Sep 12 2016

September is National Preparedness Month: Pet Emergency Kit Checklist

The following list is courtesy of Ready.gov and was developed with the help of the AVMA as well as various other groups.

Food: Keep at least three days of food in an airtight, waterproof container.

Water: Store at least three days of water specifically for your pets, in addition to water you need for yourself and your family.

Medicines and medical records: Keep an extra supply of medicines your pet takes on a regular basis in a waterproof container.

First aid kit: Talk to your veterinarian about what is most appropriate for your pet’s emergency medical needs. Most kits should include cotton bandage rolls, bandage tape
and scissors; antibiotic ointment; flea and tick prevention; latex gloves, isopropyl alcohol and saline solution. Include a pet first aid reference book.

Collar with ID tag, harness or leash: Your pet should wear a collar with its rabies tag and identification at all times. Include a backup leash, collar and ID tag in your pet’s
emergency supply kit.

Important documents: Place copies of your pet’s registration information, adoption papers, vaccination documents and medical records in a clean plastic bag or waterproof
container and also add them to your kit.

Crate or other pet carrier: If you need to evacuate in an emergency situation take your pets and animals with you, provided that it is practical to do so.

Sanitation: Include pet litter and litter box if appropriate, newspapers, paper towels, plastic trash bags and household chlorine bleach to provide for your pet’s sanitation needs. You can
use bleach as a disinfectant (dilute nine parts water to one part bleach), or in an emergency you can also use it to purify water. Use 8 drops of regular household liquid bleach per gallon
of water, stir well and let it stand for 30 minutes before use. Do not use scented or color safe bleaches or those with added cleaners.

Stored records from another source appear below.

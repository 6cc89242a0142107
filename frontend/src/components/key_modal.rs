use crate::api;
use crate::store::{Action, StoreContext};
use yew::prelude::*;

#[derive(Properties, PartialEq)]
pub struct KeyModalProps {
    /// Whether the form can be closed without entering a key
    #[prop_or_default]
    pub dismissable: bool,
}

/// API key selection form.
///
/// Submitting or dismissing both report back to the server, which assumes
/// the selection succeeded. A bad key only shows up on the next generation.
#[function_component(KeyModal)]
pub fn key_modal(props: &KeyModalProps) -> Html {
    let store = use_context::<StoreContext>().expect("Store context not found");
    let api_key = use_state(String::new);

    let submit = {
        let store = store.clone();
        Callback::from(move |candidate: Option<String>| {
            let store = store.clone();
            yew::platform::spawn_local(async move {
                match api::select_key(candidate).await {
                    Ok(status) => {
                        store.dispatch(Action::SetKeyStatus(status));
                        store.dispatch(Action::CloseModal);
                    }
                    Err(e) => tracing::error!("Failed to select API key: {}", e),
                }
            });
        })
    };

    let on_save = {
        let submit = submit.clone();
        let api_key = api_key.clone();
        Callback::from(move |e: MouseEvent| {
            e.prevent_default();
            submit.emit(Some((*api_key).clone()));
        })
    };

    let on_cancel = {
        let submit = submit.clone();
        Callback::from(move |e: MouseEvent| {
            e.prevent_default();
            submit.emit(None);
        })
    };

    let on_input = {
        let api_key = api_key.clone();
        Callback::from(move |e: InputEvent| {
            let input: web_sys::HtmlInputElement = e.target_unchecked_into();
            api_key.set(input.value());
        })
    };

    html! {
        <div class="modal-overlay">
            <div class="modal-content">
                <div class="modal-header">
                    <h2 class="modal-title">{"Select a Gemini API Key"}</h2>
                    if props.dismissable {
                        <button class="close-btn" onclick={on_cancel.clone()}>{"×"}</button>
                    }
                </div>

                <div class="modal-body">
                    <p class="modal-text">
                        {"Veo video generation needs a key from a Google Cloud project with billing enabled."}
                    </p>
                    if let Some(error) = &store.key_status.error {
                        <div class="error-banner">{error}</div>
                    }
                    <div class="form-group">
                        <label class="form-label">{"API Key"}</label>
                        <input type="password" class="form-input"
                            value={(*api_key).clone()}
                            oninput={on_input}
                            placeholder="AIza..."
                        />
                    </div>

                    <div class="form-actions">
                        if props.dismissable {
                            <button class="btn btn-secondary" onclick={on_cancel}>{"Cancel"}</button>
                        }
                        <button class="btn btn-primary" onclick={on_save}
                            disabled={api_key.trim().is_empty()}>
                            {"Select API Key"}
                        </button>
                    </div>
                </div>
            </div>
        </div>
    }
}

A picture of you and your pet together: If you become separated from your pet during an emergency, a picture of you and your pet together will help you document ownership and
allow others to assist you in identifying your pet. Include detailed information about species, breed, age, sex, color and distinguishing characteristics.

Familiar items: Put favorite toys, treats or bedding in your kit. Familiar items can help reduce stress for your pet.

Consider two kits. In one, put everything your pets will need to stay where you are and make it on your own. The other should be a lightweight, smaller version you can take with you if you and your pets have to get away.